* **Your instructions**
From the entries below, copy every line where the string "ForecastPeriod" appears.

Input START

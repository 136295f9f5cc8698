use std::{fs, io, path::Path};

use anyhow::Context;
use clap::ValueEnum;
use getset::{CopyGetters, Getters};
use prettytable::{
    format::{self},
    row, Table,
};
use serde::{Deserialize, Serialize};
use tracing::{debug, subscriber::set_global_default, Level};
use tracing_subscriber::FmtSubscriber;

use crate::{
    error::Error,
    forecast::{classify, render, WeatherCategory},
    weather_client::{Client, Config, ForecastPeriod, LocationMetadata},
};

pub const DEFAULT_CONFIG_PATH: &str = "config.toml";

#[derive(Debug, Default, Deserialize, Serialize, Clone, Copy, PartialEq, Eq, ValueEnum)]
#[serde(rename_all = "lowercase")]
pub enum OutputType {
    #[default]
    Simple,
    Table,
    Json,
}

#[derive(Debug, Deserialize, Getters, CopyGetters)]
#[serde(default)]
pub struct AppConfig {
    #[getset(get = "pub")]
    client: Config,

    #[getset(get_copy = "pub")]
    output: OutputType,

    #[getset(get = "pub")]
    level: Option<String>,

    /// How many periods the table and JSON outputs include.
    #[getset(get_copy = "pub")]
    periods: usize,
}

impl Default for AppConfig {
    fn default() -> Self {
        AppConfig {
            client: Config::default(),
            output: OutputType::default(),
            level: Some("warn".to_owned()),
            periods: 1,
        }
    }
}

impl AppConfig {
    /// Reads the configuration at `path`. A missing file is only tolerated when
    /// `required` is false, in which case the defaults are used.
    pub fn load(path: impl AsRef<Path>, required: bool) -> anyhow::Result<Self> {
        let path = path.as_ref();
        let content = match fs::read_to_string(path) {
            Ok(content) => content,
            Err(e) if e.kind() == io::ErrorKind::NotFound && !required => {
                return Ok(AppConfig::default());
            }
            Err(e) => {
                return Err(e).with_context(|| {
                    format!("failed to read the configuration file {}", path.display())
                })
            }
        };

        toml::from_str(&content)
            .with_context(|| format!("failed to deserialize config file {}", path.display()))
    }

    pub fn client_mut(&mut self) -> &mut Config {
        &mut self.client
    }

    pub fn into_client(self) -> Config {
        self.client
    }

    pub fn set_output(&mut self, output: OutputType) {
        self.output = output;
    }

    pub fn set_level(&mut self, level: String) {
        self.level = Some(level);
    }

    pub fn set_periods(&mut self, periods: usize) {
        self.periods = periods;
    }

    pub fn tracing_level(&self) -> Level {
        match self.level.as_ref() {
            Some(level) => level.parse::<Level>().unwrap_or(Level::INFO),
            None => Level::INFO,
        }
    }
}

/// Everything needed to print a forecast, gathered before anything is printed.
#[derive(Debug, Getters, CopyGetters)]
pub struct ForecastReport {
    #[getset(get = "pub")]
    location: LocationMetadata,

    #[getset(get_copy = "pub")]
    category: WeatherCategory,

    #[getset(get = "pub")]
    periods: Vec<ForecastPeriod>,
}

impl ForecastReport {
    /// The current period. Reports are only built from non-empty period lists.
    pub fn current(&self) -> Option<&ForecastPeriod> {
        self.periods.first()
    }

    pub fn art(&self) -> Option<&'static str> {
        render(self.category)
    }
}

/// Runs the whole lookup for `city`: geocode, point lookup, periods fetch and
/// classification of the current period.
pub async fn fetch_report(client: &Client, city: &str, hourly: bool) -> Result<ForecastReport, Error> {
    let coordinates = client.geocode(city).await?;
    let location = client.forecast_location(&coordinates).await?;

    let link = if hourly && !location.forecast_hourly_link().is_empty() {
        location.forecast_hourly_link()
    } else {
        location.forecast_link()
    };
    let periods = client.forecast_periods(link).await?;

    let current = periods.first().ok_or(Error::EmptyForecast)?;
    let category = classify(current.short_forecast())?;
    debug!("{:?} classified as {}", current.short_forecast(), category);

    Ok(ForecastReport {
        location,
        category,
        periods,
    })
}

pub fn format_report(report: &ForecastReport, output: OutputType, periods: usize) -> String {
    match output {
        OutputType::Simple => format_simple(report),
        OutputType::Table => format_table(report, periods),
        OutputType::Json => format_json(report, periods),
    }
}

fn location_line(location: &LocationMetadata) -> String {
    format!("{}, {}", location.relative_city(), location.relative_state())
}

/// Hourly periods come without a name, so their start time labels them instead.
fn period_label(period: &ForecastPeriod) -> &str {
    if period.name().trim().is_empty() {
        period.start_time()
    } else {
        period.name()
    }
}

fn temperature(period: &ForecastPeriod) -> String {
    format!("{}°{}", period.temperature(), period.temperature_unit())
}

pub(crate) fn format_simple(report: &ForecastReport) -> String {
    let mut lines = vec![location_line(report.location())];
    if let Some(period) = report.current() {
        lines.push(period_label(period).to_owned());
        lines.push(temperature(period));
        lines.push(period.detailed_forecast().clone());
    }
    if let Some(art) = report.art() {
        lines.push(art.to_owned());
    }
    lines.join("\n")
}

pub(crate) fn format_table(report: &ForecastReport, periods: usize) -> String {
    let mut table = Table::new();
    table.set_format(*format::consts::FORMAT_NO_LINESEP_WITH_TITLE);
    table.set_titles(row!["Period", "Temperature", "Wind", "Precipitation", "Forecast"]);

    for period in report.periods().iter().take(periods.max(1)) {
        let precipitation = period
            .precipitation_probability_percent()
            .map_or_else(|| "-".to_owned(), |value| format!("{value}%"));
        table.add_row(row![
            period_label(period),
            temperature(period),
            format!("{} {}", period.wind_speed(), period.wind_direction()),
            precipitation,
            period.short_forecast()
        ]);
    }

    let mut lines = vec![location_line(report.location()), table.to_string()];
    if let Some(art) = report.art() {
        lines.push(art.to_owned());
    }
    lines.join("\n")
}

#[derive(Serialize)]
struct JsonReport<'a> {
    location: &'a LocationMetadata,
    category: WeatherCategory,
    periods: &'a [ForecastPeriod],
}

pub(crate) fn format_json(report: &ForecastReport, periods: usize) -> String {
    let count = periods.max(1).min(report.periods.len());
    let json = JsonReport {
        location: &report.location,
        category: report.category,
        periods: report.periods.get(..count).unwrap_or_default(),
    };
    serde_json::to_string_pretty(&json).unwrap_or_default()
}

pub fn init_tracing(level: Level) {
    let subscriber = FmtSubscriber::builder()
        .with_max_level(level)
        .with_writer(io::stderr)
        .finish();

    if set_global_default(subscriber).is_err() {
        debug!("tracing subscriber already set");
    }
}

Input END

* **Answer section**
    weather_client::{Client, Config, ForecastPeriod, LocationMetadata},
    periods: Vec<ForecastPeriod>,
    pub fn current(&self) -> Option<&ForecastPeriod> {
fn period_label(period: &ForecastPeriod) -> &str {
fn temperature(period: &ForecastPeriod) -> String {
    periods: &'a [ForecastPeriod],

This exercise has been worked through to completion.